Biochemisches Praktikum I - Goethe

Werbung
Immunologische Verfahren
in der Biochemie
Biochemisches Praktikum I
SS 2010
Karen Erbguth, Hi-jea Cha und Florian Csintalan
Institut für Biochemie
Biozentrum der Johann Wolfgang Goethe-Universität
Frankfurt am Main
1 von 9
Einleitung
__________________________________________________________________________________________
1. Einleitung
Immunologie ist die Wissenschaft der Abwehr von Krankheitserregern und Schadstoffen. Die
Immunabwehr besteht aus verschiedenen Mechanismen, die miteinander wechselwirken. Zum einen
gibt es die unspezifische Abwehr, die sich gegen allgemeine Charakteristika von Pathogenen richtet.

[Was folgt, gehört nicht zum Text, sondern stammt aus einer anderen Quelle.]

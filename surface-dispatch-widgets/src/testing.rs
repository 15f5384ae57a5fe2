//! Helpers for asserting on drawn frames

use ratatui::{backend::TestBackend, buffer::Buffer, Frame, Terminal};

/// The rows of `buffer` as plain text, trailing spaces trimmed.
pub fn buffer_lines(buffer: &Buffer) -> Vec<String> {
    let area = buffer.area;
    (area.top()..area.bottom())
        .map(|y| {
            let row: String = (area.left()..area.right())
                .map(|x| buffer[(x, y)].symbol())
                .collect();
            row.trim_end().to_string()
        })
        .collect()
}

/// Draw once into a `width` x `height` test terminal and return the lines.
///
/// Panics if the test backend fails, which it does not in practice.
pub fn render_to_lines_with(width: u16, height: u16, draw: impl FnOnce(&mut Frame)) -> Vec<String> {
    let mut terminal = Terminal::new(TestBackend::new(width, height))
        .unwrap_or_else(|err| panic!("test terminal: {err}"));
    terminal
        .draw(draw)
        .unwrap_or_else(|err| panic!("draw: {err}"));
    buffer_lines(terminal.backend().buffer())
}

Sie beinhaltet das Epithel, Phagozytische Zellen, Natürliche Killerzellen, Interferone und Teile des
Komplementsystems. Im Gegensatz dazu steht die spezifische Abwehr, die nach Antigenkontakt
eine gegen dieses Antigen erzeugte Immunantwort erzeugt. Antigen steht für Antikörper generierend –
es sind spezifische Oberflächenstrukturen auf den Pathogenen. Verantwortlich für die spezifische
Immunantwort sind neben den T- und B-Lymphozyten, die durch B-Lymphozyten produzierten
Antikörper.
Es gibt außerdem noch eine weitere Einteilung der Immunreaktionen nach ihrem Wirktyp. Unmittelbar
durch Zellen verursachte Reaktionen, bezeichnet man als die zelluläre Abwehr, während die
humorale Abwehr durch die Antikörper (AK) und gegebenenfalls ergänzend durch das
Komplementsystem vermittelt wird.
Für die Funktion der spezifischen Immunabwehr ist eine Kooperation von Makrophagen bzw.
Dendritische Zellen und T-Zellen notwendig. Makrophagen wie auch die Dedritischen Zellen sind
Fresszellen, die körperfremde Oberflächen erkennen, den Fremdkörper phagozytieren, teilweise
abbauen und die Antigene auf ihrer eigenen Membran in Verbindung mit dem MHC-Protein (Klasse II)
als Signal den T-Zellen präsentieren. Hierdurch werden die T-Zellen zur Teilung und Differenzierung
veranlasst. Die Besetzung der Oberfläche von Fremdkörpern mit Antikörpern verstärkt das Fresssignal
für Makrophagen um ein vielfaches.
Alle T-Zellen tragen auf ihrer Oberfläche einen T-Zell-Rezeptor (TCR) und sogenannte Corezeptoren.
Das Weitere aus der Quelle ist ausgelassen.